La pérdida de abreacción, se representa cuando la vida del individuo es prescindible, cuando el humano es incapaz de actuar por la falta de significación y valoración a su vida: “El interno en el campo de concentración no tiene precio, porque siempre puede ser sustituido; nadie sabe a quién pertenece, porque nunca es visto. Desde el punto de vista de una sociedad normal es absolutamente superfluo (…)” (597).
Conclusión
Finalmente, se puede decir que la desilusión del humano del siglo XX radica en que la sociedad comprende que la condición humana de hombres o mujeres no se da por naturaleza; el régimen totalitario demostró que los individuos pueden ser igualmente inhumanos, por lo que la categoría de humanos es mera apariencia, y esta apariencia se da en la medida que haya sentido común en el espacio público. Y esta apariencia queda condicionada cuando los individuos se reconocen como seres únicos e irrepetibles.
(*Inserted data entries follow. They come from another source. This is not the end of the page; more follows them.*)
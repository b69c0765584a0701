//! Day and week rollover.
//!
//! Runs once when a counting session starts, before any sample is processed.
//! Compares the persisted date/week anchors against the clock and applies the
//! daily reset, the streak rule and the weekly reset exactly once per
//! boundary crossing.
//!
//! # Week keys
//!
//! Week numbers use a simplified scheme, not ISO-8601:
//! `week = floor((days_since_jan_1 + 7) / 7)`, where the days are counted from
//! Jan 1 00:00 UTC of the local year. The key changes every seven days from
//! that anchor, plus at every year change, so year-boundary weeks are split.
//! East of UTC the first hours of Jan 1 fall before the anchor and map to
//! week 00; the boundary hour shifts with the UTC offset. Both are accepted.

use chrono::{DateTime, Datelike, FixedOffset, NaiveDate};
use serde::{Deserialize, Serialize};
use tracing::info;

use crate::types::{CalendarMarkers, Ledger};

/// Rules applied on a date change.
#[derive(Debug, Clone, Copy, PartialEq, Eq, Serialize, Deserialize)]
#[serde(default)]
pub struct RolloverPolicy {
    /// Daily steps the last recorded day needs for the streak to continue.
    pub consecutive_target: u32,
}

impl Default for RolloverPolicy {
    fn default() -> Self {
        Self {
            consecutive_target: 100,
        }
    }
}

/// Result of [`reconcile`].
#[derive(Debug, Clone, PartialEq, Eq)]
pub struct RolloverOutcome {
    pub ledger: Ledger,
    /// Always today's date key and this week's key.
    pub markers: CalendarMarkers,
    pub day_changed: bool,
    pub week_changed: bool,
}

const DAY_MS: i64 = 24 * 60 * 60 * 1000;

/// "YYYY-MM-DD" of the local wall clock.
pub fn date_key(now: &DateTime<FixedOffset>) -> String {
    now.format("%Y-%m-%d").to_string()
}

/// Week number within the local year. 0 only for the hours of Jan 1 that
/// precede Jan 1 00:00 UTC.
pub fn week_number(now: &DateTime<FixedOffset>) -> i64 {
    let days = NaiveDate::from_ymd_opt(now.year(), 1, 1)
        .and_then(|d| d.and_hms_opt(0, 0, 0))
        .map(|anchor| (now.naive_utc() - anchor).num_milliseconds().div_euclid(DAY_MS))
        .unwrap_or(0);
    (days + 7).div_euclid(7)
}

/// "YYYY-Www"
pub fn week_key(now: &DateTime<FixedOffset>) -> String {
    format!("{}-W{:02}", now.year(), week_number(now))
}

/// Apply day and week boundary resets to the persisted state.
///
/// Missing markers (first-ever run) count as "no change": the persisted
/// counters are carried over as they are.
pub fn reconcile(
    markers: &CalendarMarkers,
    persisted: &Ledger,
    now: &DateTime<FixedOffset>,
    policy: &RolloverPolicy,
) -> RolloverOutcome {
    let today = date_key(now);
    let this_week = week_key(now);
    let mut ledger = *persisted;

    let week_changed = markers
        .last_week_key
        .as_deref()
        .is_some_and(|key| key != this_week);
    if week_changed {
        ledger.weekly_steps = 0;
    }

    let day_changed = markers
        .last_date_key
        .as_deref()
        .is_some_and(|key| key != today);
    if day_changed {
        // Only the most recently recorded day is judged, however long the gap.
        ledger.consecutive_days = if persisted.daily_steps >= policy.consecutive_target {
            persisted.consecutive_days.saturating_add(1)
        } else {
            0
        };
        ledger.daily_steps = 0;
        ledger.mission_index = 0;
    }

    if day_changed || week_changed {
        info!(
            previous_date = ?markers.last_date_key,
            today = %today,
            week = %this_week,
            day_changed,
            week_changed,
            consecutive_days = ledger.consecutive_days,
            "calendar rollover"
        );
    }

    RolloverOutcome {
        ledger,
        markers: CalendarMarkers::new(today, this_week),
        day_changed,
        week_changed,
    }
}
//! Counting session: the engine that ties every stage together.
//!
//! This module owns the session lifecycle and the per-sample data flow:
//! 1. **Start**: sensor capability and permission checks, then calendar
//!    rollover against the persisted state (always before the first sample)
//! 2. **Per reading**: motion filter → step detector → ledger → mission
//!    evaluator → flush
//! 3. **Deferred advance**: the mission cursor moves when the pending
//!    transition comes due (`tick`, or the next reading)
//! 4. **Stop / reset / page lifecycle**: full-state flushes
//!
//! The rolled-over state is flushed in full at start, so a stored week key
//! never sits next to a previous week's totals.
//!
//! # Concurrency
//! Single-threaded and event-driven. Readings must be fed in arrival order;
//! the filter and detector are stateful. Clocks are passed in by the caller:
//! a monotonic millisecond counter for readings and an offset-aware local
//! time for calendar decisions.

use chrono::{DateTime, FixedOffset};
use serde::{Deserialize, Serialize};
use tracing::{debug, info, warn};

use crate::calendar::{self, RolloverPolicy};
use crate::error::SessionError;
use crate::export::{SessionUpdate, UpdateKind};
use crate::ledger::ProgressLedger;
use crate::missions::{BonusStatus, MissionCatalog, MissionEvaluator};
use crate::signal::{FilterConfig, MotionFilter};
use crate::step_detection::{StepDetector, StepDetectorConfig};
use crate::storage::{self, KeyValueStore};
use crate::transitions::MissionTransition;
use crate::types::{CalendarMarkers, Ledger, Mission, MotionReading};

/// Configuration for a counting session.
///
/// Bundles all stage configurations. Every field has a default, so a partial
/// JSON document is a valid config.
#[derive(Debug, Clone, Copy, PartialEq, Serialize, Deserialize)]
#[serde(default)]
pub struct SessionConfig {
    pub filter: FilterConfig,
    pub detector: StepDetectorConfig,
    pub rollover: RolloverPolicy,
    /// Celebration pause before the mission cursor moves (milliseconds).
    pub transition_delay_ms: u64,
}

impl Default for SessionConfig {
    fn default() -> Self {
        Self {
            filter: FilterConfig::default(),
            detector: StepDetectorConfig::default(),
            rollover: RolloverPolicy::default(),
            transition_delay_ms: 1_500,
        }
    }
}

/// Outcome of a motion permission request.
#[derive(Debug, Clone, Copy, PartialEq, Eq)]
pub enum PermissionState {
    Granted,
    Denied,
    /// The platform delivers motion events without asking.
    NotRequired,
}

/// Source of motion readings, as seen at session start.
pub trait MotionSensor {
    fn is_available(&self) -> bool;

    /// Ask the user for motion access. Failures to prompt count as denial.
    fn request_permission(&mut self) -> PermissionState {
        PermissionState::NotRequired
    }
}

/// A sensor with fixed capability answers. Used for replays and tests.
#[derive(Debug, Clone, Copy, PartialEq, Eq)]
pub struct StaticSensor {
    pub available: bool,
    pub permission: PermissionState,
}

impl StaticSensor {
    pub fn available() -> Self {
        Self {
            available: true,
            permission: PermissionState::NotRequired,
        }
    }
}

impl MotionSensor for StaticSensor {
    fn is_available(&self) -> bool {
        self.available
    }

    fn request_permission(&mut self) -> PermissionState {
        self.permission
    }
}

/// The step-counting engine for one user.
pub struct PedometerSession<S: KeyValueStore> {
    config: SessionConfig,
    store: S,

    filter: MotionFilter,
    detector: StepDetector,
    ledger: ProgressLedger,
    evaluator: MissionEvaluator,
    transition: MissionTransition,
    markers: CalendarMarkers,

    counting: bool,
    // State has been read from the store (or reset) at least once.
    loaded: bool,
    // Last flush failed; memory is ahead of the store.
    dirty: bool,
}

impl<S: KeyValueStore> PedometerSession<S> {
    pub fn new(config: SessionConfig, catalog: MissionCatalog, store: S) -> Self {
        Self {
            filter: MotionFilter::new(config.filter),
            detector: StepDetector::new(config.detector),
            ledger: ProgressLedger::default(),
            evaluator: MissionEvaluator::new(catalog),
            transition: MissionTransition::new(),
            markers: CalendarMarkers::default(),
            config,
            store,
            counting: false,
            loaded: false,
            dirty: false,
        }
    }

    /// Session with default tuning and the default mission catalog.
    pub fn with_store(store: S) -> Self {
        Self::new(SessionConfig::default(), MissionCatalog::default(), store)
    }

    /// Start counting.
    ///
    /// Checks the sensor, applies the calendar rollover, persists the
    /// rolled-over state and resets the per-session filter state. Calling it
    /// while already counting does nothing.
    pub fn start(
        &mut self,
        sensor: &mut dyn MotionSensor,
        now: DateTime<FixedOffset>,
    ) -> Result<SessionUpdate, SessionError> {
        if self.counting {
            return Ok(SessionUpdate::new(UpdateKind::Started, self.ledger.snapshot()));
        }

        if !sensor.is_available() {
            warn!("motion sensor unavailable; session not started");
            return Err(SessionError::SensorUnavailable);
        }
        if sensor.request_permission() == PermissionState::Denied {
            warn!("motion permission denied; session not started");
            return Err(SessionError::PermissionDenied);
        }

        if self.dirty {
            self.flush();
        }
        let (persisted, markers) = if self.dirty {
            (self.ledger.snapshot(), self.markers.clone())
        } else {
            storage::load_state(&self.store)
        };

        let outcome = calendar::reconcile(&markers, &persisted, &now, &self.config.rollover);
        self.ledger.apply_rollover(&outcome);
        self.markers = outcome.markers;
        self.loaded = true;
        self.flush();

        self.transition.cancel();
        self.filter.reset();
        self.detector.reset();
        self.ledger.clear_last_step();
        self.evaluator.seed(&persisted, self.ledger.ledger());
        self.counting = true;

        let ledger = self.ledger.snapshot();
        info!(
            daily_steps = ledger.daily_steps,
            weekly_steps = ledger.weekly_steps,
            consecutive_days = ledger.consecutive_days,
            mission_index = ledger.mission_index,
            "counting started"
        );
        Ok(SessionUpdate::new(UpdateKind::Started, ledger))
    }

    /// Feed one motion reading taken at monotonic time `now_ms`.
    ///
    /// Returns the updates it caused, in order: a `MissionAdvanced` update if
    /// a due mission transition completed, then a `Step` update if a step was
    /// recorded. Malformed readings and readings outside a session are
    /// dropped without any state change.
    pub fn process_reading(&mut self, reading: &MotionReading, now_ms: u64) -> Vec<SessionUpdate> {
        if !self.counting {
            return Vec::new();
        }
        let mut updates: Vec<SessionUpdate> = self.tick(now_ms).into_iter().collect();

        let Some(sample) = reading.sample() else {
            return updates;
        };
        let linear = self.filter.filter(&sample);
        let last_step_ms = self.ledger.ledger().last_step_ms;
        let Some(step) = self.detector.detect(linear, now_ms, last_step_ms) else {
            return updates;
        };

        self.ledger.record_step(step.timestamp_ms);
        let ledger = self.ledger.snapshot();
        debug!(
            daily_steps = ledger.daily_steps,
            weekly_steps = ledger.weekly_steps,
            magnitude = step.magnitude,
            "step"
        );

        let achievements = self.evaluator.evaluate(&ledger, self.transition.is_pending());
        if achievements.iter().any(|event| !event.is_bonus) {
            self.transition
                .schedule(ledger.mission_index, now_ms, self.config.transition_delay_ms);
        }

        self.flush();
        updates.push(SessionUpdate::new(UpdateKind::Step, ledger).with_achievements(achievements));
        updates
    }

    /// Complete a due mission transition.
    pub fn tick(&mut self, now_ms: u64) -> Option<SessionUpdate> {
        let completed = self.transition.poll(now_ms)?;
        self.complete_transition(completed.mission_index);
        self.flush();
        Some(SessionUpdate::new(UpdateKind::MissionAdvanced, self.ledger.snapshot()))
    }

    /// Stop counting.
    ///
    /// A pending mission transition is completed immediately so the achieved
    /// mission is not celebrated again on the next start.
    pub fn stop(&mut self) -> Option<SessionUpdate> {
        if !self.counting {
            return None;
        }
        self.counting = false;
        if let Some(completed) = self.transition.settle() {
            self.complete_transition(completed.mission_index);
        }
        self.flush();
        info!(daily_steps = self.ledger.ledger().daily_steps, "counting stopped");
        Some(SessionUpdate::new(UpdateKind::Stopped, self.ledger.snapshot()))
    }

    /// User-initiated reset of every counter.
    ///
    /// Stops counting, cancels any pending transition and anchors the
    /// markers to `now`.
    pub fn reset(&mut self, now: DateTime<FixedOffset>) -> SessionUpdate {
        if self.counting {
            self.counting = false;
            info!("counting stopped for reset");
        }
        self.transition.cancel();
        self.ledger.reset_all();
        self.filter.reset();
        self.detector.reset();
        self.markers = CalendarMarkers::new(calendar::date_key(&now), calendar::week_key(&now));
        self.evaluator.seed(&Ledger::default(), &Ledger::default());
        self.loaded = true;
        self.flush();
        info!("progress reset");
        SessionUpdate::new(UpdateKind::Reset, self.ledger.snapshot())
    }

    /// The page or app lost visibility.
    pub fn on_visibility_hidden(&mut self) {
        self.flush();
    }

    /// The page is being unloaded.
    pub fn on_page_hide(&mut self) {
        self.flush();
    }

    fn complete_transition(&mut self, mission_index: usize) {
        // A reset between schedule and completion already moved the cursor.
        if self.ledger.ledger().mission_index != mission_index {
            return;
        }
        self.ledger
            .advance_mission(self.evaluator.catalog().missions.len());
        info!(
            mission_index = self.ledger.ledger().mission_index,
            "advanced to next mission"
        );
    }

    /// Write a full snapshot. Failures are logged and retried on the next flush.
    fn flush(&mut self) {
        if !self.loaded {
            return;
        }
        match storage::save_state(&mut self.store, self.ledger.ledger(), &self.markers) {
            Ok(()) => self.dirty = false,
            Err(err) => {
                warn!(error = %err, "failed to persist pedometer state; keeping it in memory");
                self.dirty = true;
            }
        }
    }

    // ------------------------------------------------------------------
    // Read access for renderers
    // ------------------------------------------------------------------

    pub fn ledger(&self) -> Ledger {
        self.ledger.snapshot()
    }

    pub fn markers(&self) -> &CalendarMarkers {
        &self.markers
    }

    pub fn is_counting(&self) -> bool {
        self.counting
    }

    /// True while a sequential achievement is being celebrated.
    pub fn transition_pending(&self) -> bool {
        self.transition.is_pending()
    }

    pub fn current_mission(&self) -> Option<&Mission> {
        self.evaluator.catalog().current_mission(self.ledger.ledger())
    }

    pub fn mission_progress(&self) -> f32 {
        self.evaluator.catalog().mission_progress(self.ledger.ledger())
    }

    pub fn bonus_statuses(&self) -> Vec<BonusStatus> {
        self.evaluator.bonus_statuses(self.ledger.ledger())
    }

    pub fn gravity(&self) -> [f32; 3] {
        self.filter.gravity()
    }

    pub fn config(&self) -> &SessionConfig {
        &self.config
    }

    pub fn store(&self) -> &S {
        &self.store
    }

    pub fn into_store(self) -> S {
        self.store
    }
}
El totalitarismo es la muestra en extremo de la pérdida de las condiciones que nos hacen humanos. La supresión de la apariencia humana empieza cuando se termina la libertad, cuando no hay abreacción. La abreacción es el medio por donde el humano puede desbordarse y afirmarse a sí mismo, ya que no hay abandono ni olvido, porque tiene el significado de sí mismo en su espontaneidad e individualidad. La petrificación de la acción es lo que origina toda la inhumanidad de la sociedad moderna, y la acción tiene relación con el origen: si el hombre no se abandona y olvida a sí mismo y a todo lo que lo rodea, podrá crear un mundo junto a otros, y dar movimiento y dinamismo al mundo, y sólo así no se impondrán realidades basadas en leyes de la naturaleza como en el totalitarismo.
Referencias
Arendt, Hannah. 2003. La condición humana. Traducido por Ramón Gil Novales. Buenos Aires: Paidós.
Arendt, Hannah. 1974. Los orígenes del totalitarismo. Traducido por Guillermo Solana. Madrid: Taurus.
Arendt Hannah. 1984. La Vida del Espíritu. Madrid: Centro de Estudios Constitucionales.
Lévi-Strauss, C. 1995. Antropología estructural. Buenos Aires: Paidós.